Rapport d’enquête sur la sécurité du transport maritime M19C0387

Contact avec le fond
Vraquier Kaministiqua
Kahnawake (Québec)

Le Bureau de la sécurité des transports du Canada (BST) a enquêté sur cet événement dans le but de promouvoir la sécurité des transports. Le Bureau n’est pas habilité à attribuer ni à déterminer les responsabilités civiles ou pénales. Le présent rapport n’est pas créé pour être utilisé dans le contexte d’une procédure judiciaire, disciplinaire ou autre.
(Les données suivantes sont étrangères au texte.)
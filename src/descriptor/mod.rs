//! Local descriptor extraction
//!
//! Images enter the pipeline as single-channel float buffers with intensities
//! in [0, 1]. Decoding is left to the `image` crate; multi-channel inputs are
//! converted to luminance before extraction.

pub mod dense_sift;
pub mod filter;

pub use self::dense_sift::*;

use image::{DynamicImage, GrayImage, ImageBuffer, Luma};
use serde::{Deserialize, Serialize};

/// Single-channel float image
pub type FloatImage = ImageBuffer<Luma<f32>, Vec<f32>>;

/// Convert any decoded image to a luminance float image in [0, 1]
pub fn from_dynamic(image: &DynamicImage) -> FloatImage {
    image.to_luma32f()
}

/// Convert an 8-bit grayscale image to a float image in [0, 1]
pub fn from_gray(image: &GrayImage) -> FloatImage {
    ImageBuffer::from_fn(image.width(), image.height(), |x, y| {
        Luma([image.get_pixel(x, y).0[0] as f32 / 255.0])
    })
}

/// Build a float image from a pixel function
pub fn image_from_fn(width: u32, height: u32, f: impl Fn(u32, u32) -> f32) -> FloatImage {
    ImageBuffer::from_fn(width, height, |x, y| Luma([f(x, y)]))
}

/// Local descriptor sampled at one grid point of one pyramid scale
#[derive(Debug, Clone, PartialEq, Serialize, Deserialize)]
pub struct Descriptor<T> {
    /// Window centre, x coordinate in pixels
    pub x: f32,
    /// Window centre, y coordinate in pixels
    pub y: f32,
    /// Index of the pyramid scale that produced it
    pub scale: usize,
    /// Spatial bin size of that scale
    pub bin_size: usize,
    /// Mean gradient magnitude inside the window
    pub contrast: f32,
    /// Descriptor values
    pub vector: Vec<T>,
}

impl Descriptor<f32> {
    /// Quantize a unit-norm float descriptor to bytes (`min(255, 512 v)`)
    pub fn to_bytes(&self) -> Descriptor<u8> {
        Descriptor {
            x: self.x,
            y: self.y,
            scale: self.scale,
            bin_size: self.bin_size,
            contrast: self.contrast,
            vector: self
                .vector
                .iter()
                .map(|&v| (512.0 * v).clamp(0.0, 255.0) as u8)
                .collect(),
        }
    }
}

#[cfg(test)]
mod tests {
    use super::*;

    #[test]
    fn test_from_gray() {
        let gray = GrayImage::from_fn(3, 2, |x, _| Luma([(x * 255 / 2) as u8]));
        let float = from_gray(&gray);
        assert_eq!(float.dimensions(), (3, 2));
        assert_eq!(float.get_pixel(0, 0).0[0], 0.0);
        assert_eq!(float.get_pixel(2, 1).0[0], 1.0);
    }

    #[test]
    fn test_byte_quantization() {
        let d = Descriptor {
            x: 1.0,
            y: 2.0,
            scale: 0,
            bin_size: 4,
            contrast: 0.1,
            vector: vec![0.0, 0.1, 0.2, 0.9],
        };
        let b = d.to_bytes();
        assert_eq!(b.vector, vec![0, 51, 102, 255]);
        assert_eq!((b.x, b.y, b.scale), (1.0, 2.0, 0));
    }
}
Voir Propriété et utilisation du contenu.

Table des matières

    Description des navires

    Le Kaministiqua (no 8119285 de l’Organisation maritime internationale, figure 1) est un vraquier d’une longueur de 222,54 m et d’une largeur de 23,17 m, immatriculé au Canada et appartenant à Lower Lakes Towing Ltd. Il a été construit en 1983 et il est muni d’une hélice simple à pas variable installée dans une tuyère Kort orientable et d’un propulseur d’étrave.

    Figure 1. Le vraquier Kaministiqua le jour de l’événement, amarré en bordure de la paroi nord de l’écluse no 4 à Beauharnois, au Québec (Source : BST)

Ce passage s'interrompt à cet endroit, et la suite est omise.